— TASK DESCRIPTION —
Show, from the records below, all lines that contain the word "bool".

┌────────

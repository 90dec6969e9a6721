//! Error types for JDP

use thiserror::Error;

/// Result type alias for JDP operations
pub type Result<T> = std::result::Result<T, JdpError>;

/// Main error type for JDP
#[derive(Error, Debug)]
pub enum JdpError {
    #[error("IO error: {0}")]
    Io(#[from] std::io::Error),

    #[error("Serialization error: {0}")]
    Serialization(#[from] serde_json::Error),

    #[error("Invalid direct ingest file name: {0}")]
    InvalidFileName(String),

    #[error("Invalid storage path: {0}")]
    InvalidStoragePath(String),

    #[error("Invalid ingest instance: {0}")]
    InvalidInstance(String),

    #[error("Configuration error: {0}")]
    Config(String),

    #[error("Database error: {0}")]
    Database(String),

    #[error("Parse error: {0}")]
    Parse(String),

    #[error("Unknown error: {0}")]
    Unknown(String),
}
//! Supervision violation entities
//!
//! Value types consumed by the violation response normalization manager.
//! All updates go through `with_*` structural-update constructors: callers
//! hand over ownership and get back new values, so normalization never
//! mutates entities the caller still holds.

use chrono::NaiveDate;
use serde::{Deserialize, Serialize};

use crate::error::JdpError;

/// The category of a supervision violation.
#[derive(Debug, Clone, Copy, PartialEq, Eq, Hash, Serialize, Deserialize)]
#[serde(rename_all = "SCREAMING_SNAKE_CASE")]
pub enum ViolationType {
    Felony,
    Misdemeanor,
    Law,
    Technical,
    Absconded,
    Escaped,
}

impl ViolationType {
    pub fn as_str(&self) -> &'static str {
        match self {
            ViolationType::Felony => "FELONY",
            ViolationType::Misdemeanor => "MISDEMEANOR",
            ViolationType::Law => "LAW",
            ViolationType::Technical => "TECHNICAL",
            ViolationType::Absconded => "ABSCONDED",
            ViolationType::Escaped => "ESCAPED",
        }
    }

    /// Every declared variant, in declaration order. Used to validate enum
    /// mappings in ingest manifests at configuration load time.
    pub const fn variants() -> &'static [&'static str] {
        &[
            "FELONY",
            "MISDEMEANOR",
            "LAW",
            "TECHNICAL",
            "ABSCONDED",
            "ESCAPED",
        ]
    }
}

impl std::fmt::Display for ViolationType {
    fn fmt(&self, f: &mut std::fmt::Formatter<'_>) -> std::fmt::Result {
        write!(f, "{}", self.as_str())
    }
}

impl std::str::FromStr for ViolationType {
    type Err = JdpError;

    fn from_str(s: &str) -> Result<Self, Self::Err> {
        match s {
            "FELONY" => Ok(ViolationType::Felony),
            "MISDEMEANOR" => Ok(ViolationType::Misdemeanor),
            "LAW" => Ok(ViolationType::Law),
            "TECHNICAL" => Ok(ViolationType::Technical),
            "ABSCONDED" => Ok(ViolationType::Absconded),
            "ESCAPED" => Ok(ViolationType::Escaped),
            _ => Err(JdpError::Parse(format!("Unknown violation type: {s}"))),
        }
    }
}

/// One categorized type attached to a violation, with the raw source text it
/// was parsed from.
#[derive(Debug, Clone, PartialEq, Eq, Serialize, Deserialize)]
pub struct ViolationTypeEntry {
    pub violation_type: Option<ViolationType>,
    pub violation_type_raw_text: Option<String>,
}

impl ViolationTypeEntry {
    pub fn new(violation_type: ViolationType) -> Self {
        Self {
            violation_type: Some(violation_type),
            violation_type_raw_text: None,
        }
    }
}

/// One supervision condition recorded as violated.
#[derive(Debug, Clone, PartialEq, Eq, Serialize, Deserialize)]
pub struct ViolatedConditionEntry {
    pub condition: String,
    pub condition_raw_text: Option<String>,
}

impl ViolatedConditionEntry {
    pub fn new(condition: impl Into<String>) -> Self {
        Self {
            condition: condition.into(),
            condition_raw_text: None,
        }
    }

    pub fn with_condition(mut self, condition: impl Into<String>) -> Self {
        self.condition = condition.into();
        self
    }
}

/// A supervision violation, hydrated from ingest.
#[derive(Debug, Clone, Default, PartialEq, Eq, Serialize, Deserialize)]
pub struct Violation {
    pub external_id: Option<String>,
    pub violation_date: Option<NaiveDate>,
    pub is_violent: Option<bool>,
    pub violation_types: Vec<ViolationTypeEntry>,
    pub violated_conditions: Vec<ViolatedConditionEntry>,
}

impl Violation {
    pub fn with_violation_types(mut self, violation_types: Vec<ViolationTypeEntry>) -> Self {
        self.violation_types = violation_types;
        self
    }

    pub fn with_violated_conditions(
        mut self,
        violated_conditions: Vec<ViolatedConditionEntry>,
    ) -> Self {
        self.violated_conditions = violated_conditions;
        self
    }
}

/// A decision-body response to a supervision violation.
#[derive(Debug, Clone, Default, PartialEq, Eq, Serialize, Deserialize)]
pub struct ViolationResponse {
    pub external_id: Option<String>,
    pub response_date: Option<NaiveDate>,
    pub is_draft: bool,
    pub violation: Option<Violation>,
}

impl ViolationResponse {
    pub fn with_violation(mut self, violation: Option<Violation>) -> Self {
        self.violation = violation;
        self
    }
}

└────────

— RESULT FOR THIS EXERCISE —
    pub is_violent: Option<bool>,
    pub is_draft: bool,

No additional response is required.